Thinking about Mi-3’s post announcing Google is retiring rules-based digital attribution, I think simplifying the attribution process is a good idea.
The various rules-based attribution versions that are being retired are pretty old-school. There have been situations where first touch-weighted or linear would be a useful metric for explaining why attribution was important (or why they were undervaluing the display activity), but I don’t think I ever saw clients actually deploying these models as a consistent approach.
Apart from that, no matter what digital attribution is being employed, even Google’s data-driven model, it’s going to be severely compromised by the quality of the data available.

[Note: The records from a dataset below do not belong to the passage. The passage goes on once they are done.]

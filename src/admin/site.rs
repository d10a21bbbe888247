//! Admin site registry
//!
//! One [`ModelAdmin`] per record type, built at startup and shared through
//! the application state.

use std::collections::HashMap;

use serde::Serialize;
use utoipa::ToSchema;

use super::fields::{capfirst, FieldKind, FieldSpec, ModelKind, STR_FIELD};

/// Group of form rows, optionally titled
#[derive(Debug, Clone, PartialEq, Eq)]
pub struct Fieldset {
    pub name: Option<&'static str>,
    /// Fields sharing a row are rendered side by side
    pub rows: Vec<Vec<&'static str>>,
}

impl Fieldset {
    pub fn new(name: Option<&'static str>, fields: &[&'static str]) -> Self {
        Self {
            name,
            rows: fields.iter().map(|f| vec![*f]).collect(),
        }
    }
}

/// Tabular child records shown on the parent's change view
#[derive(Debug, Clone, Copy, PartialEq, Eq)]
pub struct InlineAdmin {
    pub model: ModelKind,
    /// Child field pointing back to the parent
    pub fk_name: &'static str,
    /// Blank rows offered for new children
    pub extra: usize,
}

impl InlineAdmin {
    pub fn tabular(model: ModelKind, fk_name: &'static str) -> Self {
        Self {
            model,
            fk_name,
            extra: 0,
        }
    }

    /// Inline columns: the child's editable fields minus the parent link
    pub fn columns(&self) -> Vec<&'static str> {
        self.model
            .form_fields()
            .into_iter()
            .filter(|f| *f != self.fk_name)
            .collect()
    }
}

/// Presentation settings for one record type
#[derive(Debug, Clone)]
pub struct ModelAdmin {
    pub model: ModelKind,
    pub list_display: Vec<&'static str>,
    pub list_filter: Vec<&'static str>,
    pub list_per_page: i64,
    fieldsets: Option<Vec<Fieldset>>,
    pub inlines: Vec<InlineAdmin>,
}

impl ModelAdmin {
    pub fn new(model: ModelKind) -> Self {
        Self {
            model,
            list_display: vec![STR_FIELD],
            list_filter: Vec::new(),
            list_per_page: 100,
            fieldsets: None,
            inlines: Vec::new(),
        }
    }

    pub fn list_display(mut self, columns: &[&'static str]) -> Self {
        self.list_display = columns.to_vec();
        self
    }

    pub fn list_filter(mut self, fields: &[&'static str]) -> Self {
        self.list_filter = fields.to_vec();
        self
    }

    pub fn list_per_page(mut self, per_page: i64) -> Self {
        self.list_per_page = per_page;
        self
    }

    /// Flat field layout; an inner slice with several names is one row
    pub fn fields(mut self, rows: &[&[&'static str]]) -> Self {
        self.fieldsets = Some(vec![Fieldset {
            name: None,
            rows: rows.iter().map(|row| row.to_vec()).collect(),
        }]);
        self
    }

    pub fn fieldsets(mut self, fieldsets: Vec<Fieldset>) -> Self {
        self.fieldsets = Some(fieldsets);
        self
    }

    pub fn inline(mut self, inline: InlineAdmin) -> Self {
        self.inlines.push(inline);
        self
    }

    /// Configured layout, or one untitled fieldset with every editable field
    pub fn get_fieldsets(&self) -> Vec<Fieldset> {
        match &self.fieldsets {
            Some(fieldsets) => fieldsets.clone(),
            None => vec![Fieldset::new(None, &self.model.form_fields())],
        }
    }

    pub fn filter_fields(&self) -> impl Iterator<Item = &'static FieldSpec> + '_ {
        self.list_filter
            .iter()
            .filter_map(move |name| self.model.field(name))
    }

    /// Configuration problems, empty when the admin is consistent
    pub fn check(&self) -> Vec<String> {
        let model = self.model.slug();
        let mut problems = Vec::new();

        for column in &self.list_display {
            if *column != STR_FIELD && self.model.field(column).is_none() {
                problems.push(format!("{}: unknown list_display column '{}'", model, column));
            }
        }
        for name in &self.list_filter {
            match self.model.field(name).map(|f| f.kind) {
                Some(FieldKind::Choice(_)) | Some(FieldKind::Date) => {}
                Some(_) => problems.push(format!("{}: cannot filter on '{}'", model, name)),
                None => problems.push(format!("{}: unknown list_filter field '{}'", model, name)),
            }
        }
        for fieldset in self.get_fieldsets() {
            for name in fieldset.rows.iter().flatten() {
                if self.model.field(name).is_none() {
                    problems.push(format!("{}: unknown field '{}' in fieldsets", model, name));
                }
            }
        }
        for inline in &self.inlines {
            match inline.model.field(inline.fk_name).map(|f| f.kind) {
                Some(FieldKind::ForeignKey(parent)) if parent == self.model => {}
                _ => problems.push(format!(
                    "{}: inline {} has no foreign key '{}' to {}",
                    model,
                    inline.model.slug(),
                    inline.fk_name,
                    model
                )),
            }
        }
        problems
    }
}

/// Entry of the admin index
#[derive(Debug, Clone, Serialize, ToSchema)]
pub struct ModelEntry {
    pub model: String,
    pub name: String,
    pub url: String,
}

/// Admin index grouped by application
#[derive(Debug, Clone, Serialize, ToSchema)]
pub struct SiteIndex {
    pub site_header: String,
    pub catalog: Vec<ModelEntry>,
    pub authentication: Vec<ModelEntry>,
}

/// Registry of model admins
#[derive(Debug, Clone)]
pub struct AdminSite {
    pub site_header: String,
    registry: HashMap<ModelKind, ModelAdmin>,
}

impl AdminSite {
    pub fn new(site_header: impl Into<String>) -> Self {
        Self {
            site_header: site_header.into(),
            registry: HashMap::new(),
        }
    }

    pub fn register(&mut self, admin: ModelAdmin) {
        self.registry.insert(admin.model, admin);
    }

    /// Catalog configuration
    pub fn catalog(list_per_page: i64) -> Self {
        let mut site = Self::new("LocalLibrary administration");

        site.register(ModelAdmin::new(ModelKind::Genre));
        site.register(ModelAdmin::new(ModelKind::Language));

        site.register(
            ModelAdmin::new(ModelKind::Author)
                .list_display(&["surname", "first_name", "date_of_birth", "date_of_death"])
                .fields(&[&["first_name"], &["surname"], &["date_of_birth", "date_of_death"]])
                .inline(InlineAdmin::tabular(ModelKind::Book, "author")),
        );

        site.register(
            ModelAdmin::new(ModelKind::Book)
                .list_display(&["title", "author", "display_genre"])
                .inline(InlineAdmin::tabular(ModelKind::BookInstance, "book")),
        );

        site.register(
            ModelAdmin::new(ModelKind::BookInstance)
                .list_display(&["book", "status", "borrower", "due_back", "id"])
                .list_filter(&["status", "due_back"])
                .fieldsets(vec![
                    Fieldset::new(None, &["book", "imprint", "id"]),
                    Fieldset::new(Some("Availability"), &["status", "due_back", "borrower"]),
                ]),
        );

        site.register(ModelAdmin::new(ModelKind::User));

        for admin in site.registry.values_mut() {
            admin.list_per_page = list_per_page;
        }
        site
    }

    pub fn get(&self, model: ModelKind) -> Option<&ModelAdmin> {
        self.registry.get(&model)
    }

    /// Registered models in index order
    pub fn models(&self) -> Vec<ModelKind> {
        ModelKind::ALL
            .into_iter()
            .filter(|m| self.registry.contains_key(m))
            .collect()
    }

    pub fn check(&self) -> Vec<String> {
        self.models()
            .into_iter()
            .filter_map(|m| self.get(m))
            .flat_map(ModelAdmin::check)
            .collect()
    }

    pub fn index(&self) -> SiteIndex {
        let entry = |model: ModelKind| ModelEntry {
            model: model.slug().to_string(),
            name: capfirst(&model.verbose_name_plural()),
            url: format!("/api/v1/admin/{}", model.slug()),
        };
        let (authentication, catalog): (Vec<_>, Vec<_>) = self
            .models()
            .into_iter()
            .partition(|m| *m == ModelKind::User);

        SiteIndex {
            site_header: self.site_header.clone(),
            catalog: catalog.into_iter().map(entry).collect(),
            authentication: authentication.into_iter().map(entry).collect(),
        }
    }
}

#[cfg(test)]
mod tests {
    use super::*;

    #[test]
    fn test_catalog_is_consistent() {
        let site = AdminSite::catalog(100);
        assert_eq!(site.check(), Vec::<String>::new());
        assert_eq!(site.models().len(), 6);
    }

    #[test]
    fn test_defaults_show_display_string() {
        let site = AdminSite::catalog(100);
        let genre = site.get(ModelKind::Genre).unwrap();
        assert_eq!(genre.list_display, vec![STR_FIELD]);
        assert_eq!(genre.get_fieldsets(), vec![Fieldset::new(None, &["name"])]);
        assert_eq!(genre.list_per_page, 100);
    }

    #[test]
    fn test_author_layout() {
        let site = AdminSite::catalog(100);
        let author = site.get(ModelKind::Author).unwrap();
        let fieldsets = author.get_fieldsets();
        assert_eq!(fieldsets.len(), 1);
        assert_eq!(
            fieldsets[0].rows,
            vec![
                vec!["first_name"],
                vec!["surname"],
                vec!["date_of_birth", "date_of_death"],
            ]
        );
        assert_eq!(
            author.inlines[0].columns(),
            vec!["title", "summary", "isbn", "genre", "language"]
        );
    }

    #[test]
    fn test_instance_fieldsets() {
        let site = AdminSite::catalog(25);
        let instance = site.get(ModelKind::BookInstance).unwrap();
        let fieldsets = instance.get_fieldsets();
        assert_eq!(fieldsets[0].name, None);
        assert_eq!(fieldsets[0].rows, vec![vec!["book"], vec!["imprint"], vec!["id"]]);
        assert_eq!(fieldsets[1].name, Some("Availability"));
        assert_eq!(
            fieldsets[1].rows,
            vec![vec!["status"], vec!["due_back"], vec!["borrower"]]
        );
        assert_eq!(instance.list_per_page, 25);
    }

    #[test]
    fn test_check_reports_bad_configuration() {
        let admin = ModelAdmin::new(ModelKind::Book)
            .list_display(&["title", "publisher"])
            .list_filter(&["title"])
            .inline(InlineAdmin::tabular(ModelKind::Genre, "book"));
        let problems = admin.check();
        assert_eq!(problems.len(), 3);
        assert!(problems[0].contains("publisher"));
    }

    #[test]
    fn test_index_groups_users_apart() {
        let index = AdminSite::catalog(100).index();
        let names: Vec<&str> = index.catalog.iter().map(|e| e.name.as_str()).collect();
        assert_eq!(
            names,
            vec!["Authors", "Books", "Book instances", "Genres", "Languages"]
        );
        assert_eq!(index.authentication[0].url, "/api/v1/admin/user");
    }
}
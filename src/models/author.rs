//! Author model and related types

use chrono::NaiveDate;
use serde::{Deserialize, Serialize};
use sqlx::FromRow;
use utoipa::ToSchema;
use validator::Validate;

use super::blank_to_none;

/// Full author model from database
#[derive(Debug, Clone, PartialEq, Eq, Serialize, Deserialize, FromRow, ToSchema)]
pub struct Author {
    pub id: i32,
    pub first_name: Option<String>,
    pub surname: Option<String>,
    pub date_of_birth: Option<NaiveDate>,
    pub date_of_death: Option<NaiveDate>,
}

/// Renders as "surname, first_name"; absent parts are empty.
impl std::fmt::Display for Author {
    fn fmt(&self, f: &mut std::fmt::Formatter<'_>) -> std::fmt::Result {
        write!(
            f,
            "{}, {}",
            self.surname.as_deref().unwrap_or(""),
            self.first_name.as_deref().unwrap_or("")
        )
    }
}

/// Create or update author request
#[derive(Debug, Clone, Default, Deserialize, Validate, ToSchema)]
pub struct AuthorInput {
    #[validate(length(max = 100, message = "First name must be at most 100 characters"))]
    pub first_name: Option<String>,
    #[validate(length(max = 100, message = "Surname must be at most 100 characters"))]
    pub surname: Option<String>,
    pub date_of_birth: Option<NaiveDate>,
    pub date_of_death: Option<NaiveDate>,
}

impl AuthorInput {
    /// Blank names are stored as NULL
    pub fn normalized(self) -> Self {
        Self {
            first_name: blank_to_none(self.first_name),
            surname: blank_to_none(self.surname),
            ..self
        }
    }
}
//! Field access for admin rendering

use std::fmt::Display;

use chrono::NaiveDate;
use serde_json::{json, Value};

use super::fields::{ModelKind, STR_FIELD};
use crate::models::{Author, BookDetails, BookInstance, Genre, Language, User};

/// Record that the admin site can render generically
pub trait AdminRecord: Display {
    const MODEL: ModelKind;

    /// Primary key as it appears in URLs
    fn pk(&self) -> String;

    /// Cell text for a field; `None` when the value is empty
    fn display_value(&self, field: &str) -> Option<String>;

    /// Form value for a field
    fn raw_value(&self, field: &str) -> Value;

    /// Cell text, with `__str__` resolving to the display string
    fn cell(&self, field: &str) -> Option<String> {
        if field == STR_FIELD {
            return Some(self.to_string()).filter(|s| !s.is_empty());
        }
        self.display_value(field).filter(|s| !s.is_empty())
    }
}

fn date(value: Option<NaiveDate>) -> Option<String> {
    value.map(|d| d.format("%Y-%m-%d").to_string())
}

fn date_value(value: Option<NaiveDate>) -> Value {
    date(value).map(Value::String).unwrap_or(Value::Null)
}

impl AdminRecord for Genre {
    const MODEL: ModelKind = ModelKind::Genre;

    fn pk(&self) -> String {
        self.id.to_string()
    }

    fn display_value(&self, field: &str) -> Option<String> {
        match field {
            "id" => Some(self.id.to_string()),
            "name" => Some(self.name.clone()),
            _ => None,
        }
    }

    fn raw_value(&self, field: &str) -> Value {
        match field {
            "id" => json!(self.id),
            "name" => json!(self.name),
            _ => Value::Null,
        }
    }
}

impl AdminRecord for Language {
    const MODEL: ModelKind = ModelKind::Language;

    fn pk(&self) -> String {
        self.id.to_string()
    }

    fn display_value(&self, field: &str) -> Option<String> {
        match field {
            "id" => Some(self.id.to_string()),
            "name" => Some(self.name.clone()),
            _ => None,
        }
    }

    fn raw_value(&self, field: &str) -> Value {
        match field {
            "id" => json!(self.id),
            "name" => json!(self.name),
            _ => Value::Null,
        }
    }
}

impl AdminRecord for Author {
    const MODEL: ModelKind = ModelKind::Author;

    fn pk(&self) -> String {
        self.id.to_string()
    }

    fn display_value(&self, field: &str) -> Option<String> {
        match field {
            "id" => Some(self.id.to_string()),
            "first_name" => self.first_name.clone(),
            "surname" => self.surname.clone(),
            "date_of_birth" => date(self.date_of_birth),
            "date_of_death" => date(self.date_of_death),
            _ => None,
        }
    }

    fn raw_value(&self, field: &str) -> Value {
        match field {
            "id" => json!(self.id),
            "first_name" => json!(self.first_name),
            "surname" => json!(self.surname),
            "date_of_birth" => date_value(self.date_of_birth),
            "date_of_death" => date_value(self.date_of_death),
            _ => Value::Null,
        }
    }
}

impl AdminRecord for BookDetails {
    const MODEL: ModelKind = ModelKind::Book;

    fn pk(&self) -> String {
        self.book.id.to_string()
    }

    fn display_value(&self, field: &str) -> Option<String> {
        match field {
            "id" => Some(self.book.id.to_string()),
            "title" => Some(self.book.title.clone()),
            "author" => self.author.as_ref().map(|a| a.to_string()),
            "summary" => Some(self.book.summary.clone()),
            "isbn" => Some(self.book.isbn.clone()),
            "genre" | "display_genre" => Some(self.display_genre.clone()),
            "language" => self.language.as_ref().map(|l| l.name.clone()),
            _ => None,
        }
    }

    fn raw_value(&self, field: &str) -> Value {
        match field {
            "id" => json!(self.book.id),
            "title" => json!(self.book.title),
            "author" => json!(self.book.author_id),
            "summary" => json!(self.book.summary),
            "isbn" => json!(self.book.isbn),
            "genre" => json!(self.genres.iter().map(|g| g.id).collect::<Vec<_>>()),
            "language" => json!(self.book.language_id),
            "display_genre" => json!(self.display_genre),
            _ => Value::Null,
        }
    }
}

impl AdminRecord for BookInstance {
    const MODEL: ModelKind = ModelKind::BookInstance;

    fn pk(&self) -> String {
        self.id.to_string()
    }

    fn display_value(&self, field: &str) -> Option<String> {
        match field {
            "id" => Some(self.id.to_string()),
            "book" => Some(self.book_title.clone()),
            "imprint" => Some(self.imprint.clone()),
            "due_back" => date(self.due_back),
            "borrower" => self.borrower_username.clone(),
            "status" => Some(self.status.label().to_string()),
            _ => None,
        }
    }

    fn raw_value(&self, field: &str) -> Value {
        match field {
            "id" => json!(self.id),
            "book" => json!(self.book_id),
            "imprint" => json!(self.imprint),
            "due_back" => date_value(self.due_back),
            "borrower" => json!(self.borrower_id),
            "status" => json!(self.status.code()),
            _ => Value::Null,
        }
    }
}

impl AdminRecord for User {
    const MODEL: ModelKind = ModelKind::User;

    fn pk(&self) -> String {
        self.id.to_string()
    }

    fn display_value(&self, field: &str) -> Option<String> {
        let flag = |v: bool| Some(if v { "Yes" } else { "No" }.to_string());
        match field {
            "id" => Some(self.id.to_string()),
            "username" => Some(self.username.clone()),
            "first_name" => self.first_name.clone(),
            "last_name" => self.last_name.clone(),
            "email" => self.email.clone(),
            "is_active" => flag(self.is_active),
            "is_staff" => flag(self.is_staff),
            "is_superuser" => flag(self.is_superuser),
            _ => None,
        }
    }

    fn raw_value(&self, field: &str) -> Value {
        match field {
            "id" => json!(self.id),
            "username" => json!(self.username),
            "first_name" => json!(self.first_name),
            "last_name" => json!(self.last_name),
            "email" => json!(self.email),
            "is_active" => json!(self.is_active),
            "is_staff" => json!(self.is_staff),
            "is_superuser" => json!(self.is_superuser),
            _ => Value::Null,
        }
    }
}
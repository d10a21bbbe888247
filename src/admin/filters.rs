//! Sidebar list filters

use std::collections::{BTreeMap, HashMap};

use chrono::{Datelike, Duration, NaiveDate};
use serde::Serialize;
use utoipa::ToSchema;

use super::{
    fields::FieldKind,
    site::ModelAdmin,
};
use crate::{
    error::{AppError, AppResult},
    repository::book_instances::DateCondition,
};

/// Date filter choices
#[derive(Debug, Clone, Copy, PartialEq, Eq, Default)]
pub enum DateFilter {
    #[default]
    Any,
    Today,
    Past7Days,
    ThisMonth,
    ThisYear,
    NoDate,
    HasDate,
}

impl DateFilter {
    pub const ALL: [DateFilter; 7] = [
        DateFilter::Any,
        DateFilter::Today,
        DateFilter::Past7Days,
        DateFilter::ThisMonth,
        DateFilter::ThisYear,
        DateFilter::NoDate,
        DateFilter::HasDate,
    ];

    /// Query string value; `None` for "Any date"
    pub fn param(&self) -> Option<&'static str> {
        match self {
            DateFilter::Any => None,
            DateFilter::Today => Some("today"),
            DateFilter::Past7Days => Some("past_7_days"),
            DateFilter::ThisMonth => Some("this_month"),
            DateFilter::ThisYear => Some("this_year"),
            DateFilter::NoDate => Some("no_date"),
            DateFilter::HasDate => Some("has_date"),
        }
    }

    pub fn label(&self) -> &'static str {
        match self {
            DateFilter::Any => "Any date",
            DateFilter::Today => "Today",
            DateFilter::Past7Days => "Past 7 days",
            DateFilter::ThisMonth => "This month",
            DateFilter::ThisYear => "This year",
            DateFilter::NoDate => "No date",
            DateFilter::HasDate => "Has date",
        }
    }

    pub fn from_param(value: &str) -> Option<Self> {
        DateFilter::ALL
            .into_iter()
            .find(|f| f.param() == Some(value))
    }

    /// Storage condition for this choice, relative to `today`
    pub fn condition(&self, today: NaiveDate) -> Option<DateCondition> {
        let tomorrow = today + Duration::days(1);
        match self {
            DateFilter::Any => None,
            DateFilter::Today => Some(DateCondition::Between {
                from: today,
                until: tomorrow,
            }),
            DateFilter::Past7Days => Some(DateCondition::Between {
                from: today - Duration::days(7),
                until: tomorrow,
            }),
            DateFilter::ThisMonth => {
                let from = today.with_day(1)?;
                let until = if from.month() == 12 {
                    NaiveDate::from_ymd_opt(from.year() + 1, 1, 1)?
                } else {
                    NaiveDate::from_ymd_opt(from.year(), from.month() + 1, 1)?
                };
                Some(DateCondition::Between { from, until })
            }
            DateFilter::ThisYear => Some(DateCondition::Between {
                from: NaiveDate::from_ymd_opt(today.year(), 1, 1)?,
                until: NaiveDate::from_ymd_opt(today.year() + 1, 1, 1)?,
            }),
            DateFilter::NoDate => Some(DateCondition::IsNull),
            DateFilter::HasDate => Some(DateCondition::IsNotNull),
        }
    }
}

/// Selected value of one filter
#[derive(Debug, Clone, Copy, PartialEq, Eq)]
pub enum FilterValue {
    Choice(&'static str),
    Date(DateFilter),
}

/// Filters selected through the list view query string
#[derive(Debug, Clone, Default, PartialEq, Eq)]
pub struct ActiveFilters {
    values: BTreeMap<&'static str, FilterValue>,
}

impl ActiveFilters {
    /// Read the model's `list_filter` fields from query parameters
    pub fn from_query(admin: &ModelAdmin, params: &HashMap<String, String>) -> AppResult<Self> {
        let mut values = BTreeMap::new();
        for field in admin.filter_fields() {
            let Some(raw) = params.get(field.name).filter(|v| !v.is_empty()) else {
                continue;
            };
            let value = match field.kind {
                FieldKind::Choice(choices) => choices
                    .iter()
                    .find(|(code, _)| *code == raw.as_str())
                    .map(|(code, _)| FilterValue::Choice(code)),
                FieldKind::Date => DateFilter::from_param(raw).map(FilterValue::Date),
                _ => None,
            }
            .ok_or_else(|| {
                AppError::BadRequest(format!("Invalid value for filter {}: {}", field.name, raw))
            })?;
            values.insert(field.name, value);
        }
        Ok(Self { values })
    }

    pub fn choice(&self, field: &str) -> Option<&'static str> {
        match self.values.get(field) {
            Some(FilterValue::Choice(code)) => Some(code),
            _ => None,
        }
    }

    pub fn date(&self, field: &str) -> DateFilter {
        match self.values.get(field) {
            Some(FilterValue::Date(filter)) => *filter,
            _ => DateFilter::Any,
        }
    }
}

/// One selectable entry of a sidebar filter
#[derive(Debug, Clone, Serialize, ToSchema)]
pub struct FilterChoice {
    /// Query string value; absent for "All"
    pub value: Option<String>,
    pub label: String,
    pub selected: bool,
}

/// Sidebar filter with its choices
#[derive(Debug, Clone, Serialize, ToSchema)]
pub struct ListFilterView {
    pub field: String,
    pub title: String,
    pub choices: Vec<FilterChoice>,
}

/// Build the sidebar for a model's `list_filter` fields
pub fn filter_views(admin: &ModelAdmin, active: &ActiveFilters) -> Vec<ListFilterView> {
    admin
        .filter_fields()
        .map(|field| {
            let choices = match field.kind {
                FieldKind::Choice(options) => {
                    let selected = active.choice(field.name);
                    std::iter::once(FilterChoice {
                        value: None,
                        label: "All".to_string(),
                        selected: selected.is_none(),
                    })
                    .chain(options.iter().map(|(code, label)| FilterChoice {
                        value: Some(code.to_string()),
                        label: label.to_string(),
                        selected: selected == Some(*code),
                    }))
                    .collect()
                }
                FieldKind::Date => {
                    let selected = active.date(field.name);
                    DateFilter::ALL
                        .iter()
                        .map(|f| FilterChoice {
                            value: f.param().map(String::from),
                            label: f.label().to_string(),
                            selected: *f == selected,
                        })
                        .collect()
                }
                _ => Vec::new(),
            };
            ListFilterView {
                field: field.name.to_string(),
                title: format!("By {}", field.label.to_lowercase()),
                choices,
            }
        })
        .collect()
}

#[cfg(test)]
mod tests {
    use super::*;
    use crate::admin::site::AdminSite;
    use crate::admin::fields::ModelKind;

    fn day(y: i32, m: u32, d: u32) -> NaiveDate {
        NaiveDate::from_ymd_opt(y, m, d).unwrap()
    }

    fn params(pairs: &[(&str, &str)]) -> HashMap<String, String> {
        pairs
            .iter()
            .map(|(k, v)| (k.to_string(), v.to_string()))
            .collect()
    }

    #[test]
    fn test_date_conditions() {
        let today = day(2024, 12, 20);
        assert_eq!(DateFilter::Any.condition(today), None);
        assert_eq!(
            DateFilter::Today.condition(today),
            Some(DateCondition::Between { from: today, until: day(2024, 12, 21) })
        );
        assert_eq!(
            DateFilter::Past7Days.condition(today),
            Some(DateCondition::Between { from: day(2024, 12, 13), until: day(2024, 12, 21) })
        );
        assert_eq!(
            DateFilter::ThisMonth.condition(today),
            Some(DateCondition::Between { from: day(2024, 12, 1), until: day(2025, 1, 1) })
        );
        assert_eq!(
            DateFilter::ThisYear.condition(today),
            Some(DateCondition::Between { from: day(2024, 1, 1), until: day(2025, 1, 1) })
        );
        assert_eq!(DateFilter::NoDate.condition(today), Some(DateCondition::IsNull));
        assert_eq!(DateFilter::HasDate.condition(today), Some(DateCondition::IsNotNull));
    }

    #[test]
    fn test_parse_instance_filters() {
        let site = AdminSite::catalog(100);
        let admin = site.get(ModelKind::BookInstance).unwrap();

        let active =
            ActiveFilters::from_query(admin, &params(&[("status", "o"), ("due_back", "no_date")]))
                .unwrap();
        assert_eq!(active.choice("status"), Some("o"));
        assert_eq!(active.date("due_back"), DateFilter::NoDate);

        assert!(ActiveFilters::from_query(admin, &params(&[("status", "z")])).is_err());
        assert!(ActiveFilters::from_query(admin, &params(&[("due_back", "someday")])).is_err());
    }

    #[test]
    fn test_filters_ignored_on_models_without_them() {
        let site = AdminSite::catalog(100);
        let admin = site.get(ModelKind::Book).unwrap();
        let active = ActiveFilters::from_query(admin, &params(&[("status", "o")])).unwrap();
        assert_eq!(active, ActiveFilters::default());
        assert!(filter_views(admin, &active).is_empty());
    }

    #[test]
    fn test_filter_views_mark_selection() {
        let site = AdminSite::catalog(100);
        let admin = site.get(ModelKind::BookInstance).unwrap();
        let active = ActiveFilters::from_query(admin, &params(&[("status", "a")])).unwrap();
        let views = filter_views(admin, &active);

        assert_eq!(views.len(), 2);
        let status = &views[0];
        assert_eq!(status.title, "By status");
        let labels: Vec<&str> = status.choices.iter().map(|c| c.label.as_str()).collect();
        assert_eq!(labels, vec!["All", "Maintenance", "On loan", "Available", "Reserved"]);
        let selected: Vec<&str> = status
            .choices
            .iter()
            .filter(|c| c.selected)
            .map(|c| c.label.as_str())
            .collect();
        assert_eq!(selected, vec!["Available"]);

        let due_back = &views[1];
        assert_eq!(due_back.choices.len(), 7);
        assert!(due_back.choices[0].selected);
        assert_eq!(due_back.choices[0].label, "Any date");
    }
}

For Safari/Firefox/Edge users, the 24-hour cookie window effectively nullifies the ability to model the impact of the various exposures and interactions in the run-up to the conversion action. For some clients, this can be 40-60% of the total traffic from ads. So, last touch becomes the default. On top of that, you have issues with people on ad blockers and privacy-safe browsers where you may not see ANY data from them. Sure, they probably didn’t see your display/video ad to begin with, but any organic or PPC activity they do see/interact with won’t be tracked.
There are solutions with server-side tracking implementations, or simpler workarounds like RescueMetrics that will improve the data being collected, regardless of the attribution method deployed.
However, for medium-larger advertisers with a mix of channels, data-driven digital attribution has always been suboptimal in explaining how your media is working.
Traditional channel-based MMM is being rapidly superseded by AI-enabled unified measurement platforms that can provide a level of digital granularity to provide deep insights on various performance campaigns, taking into account the wider context of brand, competitors, and non-media factors (macro-economic as well as internal company-level data like distribution, promotions etc).
And, unlike data-driven attribution models, you can accurately forecast outcomes associated with different levels of media spend, changing the mix of media, the flighting of campaigns, the weighting of brand vs tactical etc.
This used to be in the realm of the biggest advertisers only, but with a modular approach to functionality, frequency of updates, and level of granularity, this is now accessible to a large chunk of the market.